Rationale: India reports the largest number of multidrug-resistant tuberculosis cases in the world; yet, no longitudinal study has assessed factors related to treatment outcomes under programmatic conditions in the public sector.
Objectives: To describe demographic, clinical, and risk characteristics associated with treatment outcomes for all patients with multidrug-resistant tuberculosis registered in the Revised National Tuberculosis Control Programme, Kerala State, India from January 1, 2009 to June 30, 2010.
Methods: Cox regression methods were used to calculate adjusted hazard ratios with 95% confidence intervals (CIs) to assess factors associated with an unsuccessful treatment outcome.
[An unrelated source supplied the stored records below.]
use std::sync::Mutex;

use tracing::{debug, warn};

use crate::{
    channel::{lock_channel, RelayChannel},
    clock::Moment,
    error::DenyReason,
    types::{ActivationRequest, RelayEvent},
};

/// Liveness record for one channel. Meaningful only while `active`.
#[derive(Debug, Clone, Default, PartialEq, Eq)]
pub struct HeartbeatEntry {
    active: bool,
    source_id: String,
    sequence: u32,
    last_received_ms: u64,
    gaps: u32,
}

#[derive(Debug, Clone, Copy, PartialEq, Eq)]
pub struct SequenceGap {
    pub expected: u32,
    pub received: u32,
}

impl HeartbeatEntry {
    pub fn is_active(&self) -> bool {
        self.active
    }

    /// Source of the current monitor, or of the last one once cleared.
    pub fn source_id(&self) -> &str {
        &self.source_id
    }

    pub fn sequence(&self) -> u32 {
        self.sequence
    }

    pub fn last_received_ms(&self) -> u64 {
        self.last_received_ms
    }

    pub fn gaps(&self) -> u32 {
        self.gaps
    }

    pub fn elapsed_ms(&self, now_ms: u64) -> u64 {
        now_ms.saturating_sub(self.last_received_ms)
    }

    pub fn is_expired(&self, now_ms: u64, timeout_ms: u64) -> bool {
        self.active && self.elapsed_ms(now_ms) > timeout_ms
    }

    pub(crate) fn arm(&mut self, source_id: &str, sequence: u32, now_ms: u64) {
        self.active = true;
        self.source_id = source_id.to_string();
        self.sequence = sequence;
        self.last_received_ms = now_ms;
        self.gaps = 0;
    }

    pub(crate) fn refresh(&mut self, sequence: u32, now_ms: u64) -> Option<SequenceGap> {
        let expected = self.sequence.wrapping_add(1);
        self.sequence = sequence;
        self.last_received_ms = now_ms;
        if sequence == expected {
            return None;
        }
        self.gaps = self.gaps.saturating_add(1);
        Some(SequenceGap {
            expected,
            received: sequence,
        })
    }

    pub(crate) fn clear(&mut self) {
        self.active = false;
    }
}

#[derive(Debug, Clone, PartialEq, Eq)]
pub enum HeartbeatOutcome {
    /// Same source, monitor refreshed.
    Refreshed { gap: Option<SequenceGap> },
    /// A fresh monitor was started, possibly displacing another source.
    Armed {
        previous_source: Option<String>,
        energized: bool,
    },
}

/// Records liveness signals and sweeps for expired monitors.
#[derive(Debug, Clone, Copy, PartialEq, Eq)]
pub struct HeartbeatRegistry {
    timeout_ms: u64,
}

impl HeartbeatRegistry {
    pub fn new(timeout_ms: u64) -> Self {
        Self { timeout_ms }
    }

    pub fn timeout_ms(&self) -> u64 {
        self.timeout_ms
    }

    /// A heartbeat both proves liveness and keeps the relay energized. A new
    /// source re-arms the monitor of a running channel without re-checking
    /// its guards; a heartbeat for an idle channel switches it on through
    /// the normal guards.
    pub fn record(
        &self,
        channel: &mut RelayChannel,
        source_id: &str,
        sequence: u32,
        now: Moment,
        events: &mut Vec<RelayEvent>,
    ) -> Result<HeartbeatOutcome, DenyReason> {
        channel.ensure_momentary()?;

        let entry = channel.heartbeat();
        if entry.is_active() && entry.source_id() == source_id {
            let gap = channel.heartbeat_mut().refresh(sequence, now.ms);
            if let Some(gap) = gap {
                warn!(
                    channel = channel.id(),
                    source = source_id,
                    expected = gap.expected,
                    received = gap.received,
                    "heartbeat sequence gap"
                );
            }
            return Ok(HeartbeatOutcome::Refreshed { gap });
        }

        if channel.state().safety_shutoff_triggered && entry.source_id() == source_id {
            return Err(DenyReason::SafetyLockout);
        }

        let previous_source = entry
            .is_active()
            .then(|| entry.source_id().to_string());
        if let Some(previous) = previous_source.as_deref() {
            warn!(
                channel = channel.id(),
                previous,
                source = source_id,
                "heartbeat source took over channel"
            );
        }

        // A channel that is already on was authorized when it was started.
        let energized = !channel.is_on();
        if energized {
            let request = ActivationRequest::new("heartbeat", source_id);
            channel.turn_on(&request, now, events)?;
        }
        channel.heartbeat_mut().arm(source_id, sequence, now.ms);
        debug!(channel = channel.id(), source = source_id, sequence, "heartbeat monitor armed");

        Ok(HeartbeatOutcome::Armed {
            previous_source,
            energized,
        })
    }

    /// Shuts off every channel whose monitor has expired. Returns the number
    /// of shutoffs.
    pub fn sweep(
        &self,
        channels: &[Mutex<RelayChannel>],
        now: Moment,
        events: &mut Vec<RelayEvent>,
    ) -> usize {
        let mut shutoffs = 0;
        for slot in channels {
            let mut channel = lock_channel(slot);
            if !channel.heartbeat().is_expired(now.ms, self.timeout_ms) {
                continue;
            }
            if channel.check_safety(now, self.timeout_ms, events) {
                shutoffs += 1;
            } else {
                channel.heartbeat_mut().clear();
            }
        }
        shutoffs
    }
}
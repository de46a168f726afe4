use std::fmt;
use std::str::FromStr;

use serde::{Deserialize, Serialize};

use crate::error::ParseDigestError;

/// Length of a SHA-256 digest in bytes.
pub const DIGEST_LEN: usize = 32;

/// Length of a SHA-256 digest rendered as hex.
pub const HEX_LEN: usize = DIGEST_LEN * 2;

/// A SHA-256 content digest.
///
/// Always renders as exactly 64 lowercase hex characters with no prefix,
/// whatever the size of the hashed input. Serializes as that hex string.
#[derive(Debug, Clone, Copy, PartialEq, Eq, Hash, PartialOrd, Ord, Serialize, Deserialize)]
#[serde(try_from = "String", into = "String")]
pub struct Digest([u8; DIGEST_LEN]);

impl Digest {
    pub const fn from_bytes(bytes: [u8; DIGEST_LEN]) -> Self {
        Self(bytes)
    }

    pub const fn as_bytes(&self) -> &[u8; DIGEST_LEN] {
        &self.0
    }

    /// Render the digest as a lowercase hex string.
    pub fn to_hex(&self) -> String {
        self.0.iter().map(|b| format!("{b:02x}")).collect()
    }
}

impl fmt::Display for Digest {
    fn fmt(&self, f: &mut fmt::Formatter<'_>) -> fmt::Result {
        fmt::LowerHex::fmt(self, f)
    }
}

impl fmt::LowerHex for Digest {
    fn fmt(&self, f: &mut fmt::Formatter<'_>) -> fmt::Result {
        for b in &self.0 {
            write!(f, "{b:02x}")?;
        }
        Ok(())
    }
}

impl FromStr for Digest {
    type Err = ParseDigestError;

    /// Parse 64 hex characters. Upper and lower case are both accepted.
    fn from_str(s: &str) -> Result<Self, Self::Err> {
        if s.len() != HEX_LEN {
            return Err(ParseDigestError::Length(s.len()));
        }

        let mut bytes = [0u8; DIGEST_LEN];
        hex::decode_to_slice(s, &mut bytes).map_err(|e| match e {
            hex::FromHexError::InvalidHexCharacter { index, .. } => {
                ParseDigestError::InvalidChar(index)
            }
            _ => ParseDigestError::Length(s.len()),
        })?;
        Ok(Self(bytes))
    }
}

impl TryFrom<String> for Digest {
    type Error = ParseDigestError;

    fn try_from(value: String) -> Result<Self, Self::Error> {
        value.parse()
    }
}

impl From<Digest> for String {
    fn from(digest: Digest) -> Self {
        digest.to_hex()
    }
}

impl From<[u8; DIGEST_LEN]> for Digest {
    fn from(bytes: [u8; DIGEST_LEN]) -> Self {
        Self(bytes)
    }
}

impl From<Digest> for [u8; DIGEST_LEN] {
    fn from(digest: Digest) -> Self {
        digest.0
    }
}

impl AsRef<[u8]> for Digest {
    fn as_ref(&self) -> &[u8] {
        &self.0
    }
}

// Compares against the canonical lowercase hex form.
impl PartialEq<str> for Digest {
    fn eq(&self, other: &str) -> bool {
        other.len() == HEX_LEN && self.to_hex() == other
    }
}

impl PartialEq<&str> for Digest {
    fn eq(&self, other: &&str) -> bool {
        self == *other
    }
}
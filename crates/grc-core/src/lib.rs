//! GRC core types: the SHA-256 `Digest` value and hashing errors.

mod digest;
mod error;

pub use digest::{DIGEST_LEN, Digest, HEX_LEN};
pub use error::{HashError, ParseDigestError};
use std::io::{self, Read, Seek, SeekFrom};

use grc_core::{Digest, HashError};

use crate::chunked::digest_chunks;
use crate::source::ReaderSource;

/// Compute the SHA-256 digest of a seekable stream's full content.
///
/// The digest always covers position 0 through end, wherever the stream
/// was positioned on entry. The entry position is restored before this
/// returns, on success and on failure. The stream is borrowed, not closed.
///
/// # Errors
///
/// Returns [`HashError::Io`] if querying the position, seeking, or reading
/// fails. A read error takes precedence over a failed restore.
pub fn hash_stream<S: Read + Seek>(stream: &mut S) -> Result<Digest, HashError> {
    let mut guard = RestorePosition::save(stream)?;
    tracing::debug!(position = guard.position, "hashing stream from start");

    let digest = rewind_and_digest(guard.stream());
    let restored = guard.restore();

    let digest = digest?;
    restored?;
    Ok(digest)
}

fn rewind_and_digest<S: Read + Seek>(stream: &mut S) -> io::Result<Digest> {
    stream.seek(SeekFrom::Start(0))?;
    digest_chunks(ReaderSource::new(stream))
}

/// Seeks the borrowed stream back to its saved position when released.
///
/// `restore` reports a failing seek; dropping without it (unwinding) still
/// seeks back but has nowhere to report failure.
struct RestorePosition<'a, S: Seek> {
    stream: &'a mut S,
    position: u64,
    armed: bool,
}

impl<'a, S: Seek> RestorePosition<'a, S> {
    fn save(stream: &'a mut S) -> io::Result<Self> {
        let position = stream.stream_position()?;
        Ok(Self {
            stream,
            position,
            armed: true,
        })
    }

    fn stream(&mut self) -> &mut S {
        &mut *self.stream
    }

    fn restore(mut self) -> io::Result<()> {
        self.armed = false;
        self.stream.seek(SeekFrom::Start(self.position))?;
        Ok(())
    }
}

impl<S: Seek> Drop for RestorePosition<'_, S> {
    fn drop(&mut self) {
        if self.armed {
            let _ = self.stream.seek(SeekFrom::Start(self.position));
        }
    }
}
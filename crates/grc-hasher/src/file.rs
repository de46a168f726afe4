use std::fs::File;
use std::io;
use std::path::Path;

use grc_core::{Digest, HashError};

use crate::chunked::digest_chunks;
use crate::source::ReaderSource;

/// Compute the SHA-256 digest of a file on disk.
///
/// The file handle lives only for the duration of the call and is closed on
/// every return path.
///
/// # Errors
///
/// Returns [`HashError::NotFound`] when `path` does not exist or is not a
/// regular file, and [`HashError::Io`] for any other open or read failure.
pub fn hash_file(path: impl AsRef<Path>) -> Result<Digest, HashError> {
    let path = path.as_ref();
    let file = File::open(path).map_err(|e| open_error(path, e))?;

    let metadata = file.metadata()?;
    if !metadata.is_file() {
        return Err(HashError::NotFound {
            path: path.to_path_buf(),
            source: io::Error::new(io::ErrorKind::NotFound, "not a regular file"),
        });
    }

    tracing::debug!(path = %path.display(), size = metadata.len(), "hashing file");
    Ok(digest_chunks(ReaderSource::new(file))?)
}

fn open_error(path: &Path, err: io::Error) -> HashError {
    if err.kind() == io::ErrorKind::NotFound {
        HashError::NotFound {
            path: path.to_path_buf(),
            source: err,
        }
    } else {
        HashError::Io(err)
    }
}
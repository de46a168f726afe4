use std::io::Read;

use grc_core::{Digest, HashError};
use sha2::{Digest as _, Sha256};

use crate::source::{ChunkSource, ReaderSource, SliceSource};

/// Bytes requested from a source per read.
pub(crate) const CHUNK_SIZE: usize = 4096;

/// Drain `source` chunk by chunk into a running SHA-256 state.
///
/// Stops at the first zero-length read. The digest depends only on the
/// concatenated bytes, never on where the source chose to split them.
pub fn digest_chunks<S: ChunkSource>(mut source: S) -> Result<Digest, S::Error> {
    let mut hasher = Sha256::new();
    let mut buf = [0u8; CHUNK_SIZE];
    let mut total: u64 = 0;

    loop {
        let n = source.read_chunk(&mut buf)?;
        if n == 0 {
            break;
        }
        hasher.update(&buf[..n]);
        total += n as u64;
    }

    tracing::trace!(bytes = total, "sha256 digest complete");
    Ok(Digest::from_bytes(hasher.finalize().into()))
}

/// Compute the SHA-256 digest of an in-memory buffer.
pub fn hash_bytes(data: &[u8]) -> Digest {
    match digest_chunks(SliceSource::new(data)) {
        Ok(digest) => digest,
        Err(never) => match never {},
    }
}

/// Compute the SHA-256 digest of everything `reader` yields from its
/// current position to the end. No seeking is performed.
pub fn hash_reader<R: Read>(reader: R) -> Result<Digest, HashError> {
    Ok(digest_chunks(ReaderSource::new(reader))?)
}

#[cfg(test)]
mod tests {
    use super::*;
    use std::convert::Infallible;
    use std::io::{self, Cursor};

    const EMPTY: &str = "e3b0c44298fc1c149afbf4c8996fb92427ae41e4649b934ca495991b7852b855";
    const HELLO_WORLD: &str = "b94d27b9934d3e08a52e52d7da7dabfac484efe37a5380ee9088f7ace2efcde9";

    /// Hands out the data in caller-chosen pieces and records every buffer size requested.
    struct SplitSource {
        pieces: Vec<Vec<u8>>,
        requested: Vec<usize>,
    }

    impl SplitSource {
        fn new(data: &[u8], cuts: &[usize]) -> Self {
            let mut pieces = Vec::new();
            let mut start = 0;
            for &cut in cuts {
                let cut = cut.clamp(start, data.len());
                pieces.push(data[start..cut].to_vec());
                start = cut;
            }
            pieces.push(data[start..].to_vec());
            pieces.retain(|p| !p.is_empty());
            pieces.reverse();
            Self {
                pieces,
                requested: Vec::new(),
            }
        }
    }

    impl ChunkSource for SplitSource {
        type Error = Infallible;

        fn read_chunk(&mut self, buf: &mut [u8]) -> Result<usize, Infallible> {
            self.requested.push(buf.len());
            let Some(mut piece) = self.pieces.pop() else {
                return Ok(0);
            };
            let n = piece.len().min(buf.len());
            buf[..n].copy_from_slice(&piece[..n]);
            if n < piece.len() {
                self.pieces.push(piece.split_off(n));
            }
            Ok(n)
        }
    }

    fn digest_split(data: &[u8], cuts: &[usize]) -> Digest {
        let mut source = SplitSource::new(data, cuts);
        match digest_chunks(&mut source) {
            Ok(d) => d,
            Err(never) => match never {},
        }
    }

    #[test]
    fn empty_input_digest() {
        let digest = hash_bytes(b"");
        assert_eq!(digest.to_hex(), EMPTY);
        assert_eq!(digest.to_hex().len(), 64);
    }

    #[test]
    fn known_vector_hello_world() {
        assert_eq!(hash_bytes(b"hello world").to_hex(), HELLO_WORLD);
    }

    #[test]
    fn single_byte_pieces_match_one_shot() {
        let data = b"hello world";
        let cuts: Vec<usize> = (1..data.len()).collect();
        assert_eq!(digest_split(data, &cuts).to_hex(), HELLO_WORLD);
    }

    #[test]
    fn boundaries_around_chunk_size() {
        let data: Vec<u8> = (0..3 * CHUNK_SIZE + 17).map(|i| (i % 251) as u8).collect();
        let expected = hash_bytes(&data);
        for cuts in [
            vec![CHUNK_SIZE - 1],
            vec![CHUNK_SIZE],
            vec![CHUNK_SIZE + 1],
            vec![1, CHUNK_SIZE * 2, CHUNK_SIZE * 2 + 1],
        ] {
            assert_eq!(digest_split(&data, &cuts), expected, "cuts {cuts:?}");
        }
    }

    #[test]
    fn every_request_is_chunk_sized() {
        let data = vec![b'x'; CHUNK_SIZE * 2 + 5];
        let mut source = SplitSource::new(&data, &[100, 5000]);
        let _ = digest_chunks(&mut source);
        assert!(!source.requested.is_empty());
        assert!(source.requested.iter().all(|&len| len == CHUNK_SIZE));
    }

    #[test]
    fn stops_at_first_zero_read() {
        let data = vec![1u8; 10];
        let mut source = SplitSource::new(&data, &[]);
        let _ = digest_chunks(&mut source);
        // one data read plus the terminating empty read
        assert_eq!(source.requested.len(), 2);
    }

    #[test]
    fn hash_reader_from_current_position() {
        let mut cursor = Cursor::new(b"xxhello world".to_vec());
        cursor.set_position(2);
        assert_eq!(hash_reader(&mut cursor).unwrap().to_hex(), HELLO_WORLD);
        assert_eq!(cursor.position(), 13);
    }

    #[test]
    fn hash_reader_exhausted_source_is_empty_digest() {
        let mut cursor = Cursor::new(b"abc".to_vec());
        cursor.set_position(3);
        assert_eq!(hash_reader(&mut cursor).unwrap().to_hex(), EMPTY);
    }

    struct FailAfter {
        good: usize,
    }

    impl Read for FailAfter {
        fn read(&mut self, buf: &mut [u8]) -> io::Result<usize> {
            if self.good == 0 {
                return Err(io::Error::new(io::ErrorKind::BrokenPipe, "pipe closed"));
            }
            let n = self.good.min(buf.len());
            buf[..n].fill(0);
            self.good -= n;
            Ok(n)
        }
    }

    #[test]
    fn hash_reader_propagates_read_error() {
        let err = hash_reader(FailAfter { good: 9000 }).unwrap_err();
        assert!(!err.is_not_found());
        match err {
            HashError::Io(e) => assert_eq!(e.kind(), io::ErrorKind::BrokenPipe),
            other => panic!("unexpected error: {other:?}"),
        }
    }

    mod props {
        use super::*;
        use proptest::prelude::*;
        use sha2::Digest as _;

        proptest! {
            /// Any way of splitting the input yields the one-shot digest.
            #[test]
            fn chunk_boundaries_do_not_matter(
                data in proptest::collection::vec(any::<u8>(), 0..10_000),
                mut cuts in proptest::collection::vec(0usize..10_000, 0..16),
            ) {
                cuts.sort_unstable();
                let one_shot: [u8; 32] = Sha256::digest(&data).into();
                prop_assert_eq!(digest_split(&data, &cuts), Digest::from_bytes(one_shot));
                prop_assert_eq!(hash_bytes(&data), Digest::from_bytes(one_shot));
            }
        }
    }
}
Measurements and main results: Of 179 patients with multidrug-resistant tuberculosis registered, 112 (63%) had successful treatment outcomes (77 bacteriologically cured, 35 treatment completed) and 67 (37%) had unsuccessful treatment outcomes (30 died, 26 defaulted, 9 failed treatment, 1 stopped treatment because of drug-related adverse events, and 1 developed extensively drug-resistant tuberculosis). The hazard for unsuccessful outcome was significantly higher among patients who consumed alcohol during treatment (adjusted hazard ratio, 4.3; 95% CI, 1.1-17.6) than those who did not. Persons who consumed alcohol during treatment, on average, missed 18 more intensive-phase doses (95% CI, 13-22) than those who did not. Although many patients had diabetes (33%), were ever smokers (39%), or had low body mass index (47%), these factors were not associated with outcome.
Conclusion: Overall treatment success was greater than global and national averages; however, outcomes among patients consuming alcohol remained poor. Integration of care for multidrug-resistant tuberculosis and alcoholism should be considered to improve treatment adherence and outcomes.
Keywords: India; alcohol; multidrug-resistant tuberculosis; multidrug-resistant tuberculosis treatment outcome; tuberculosis.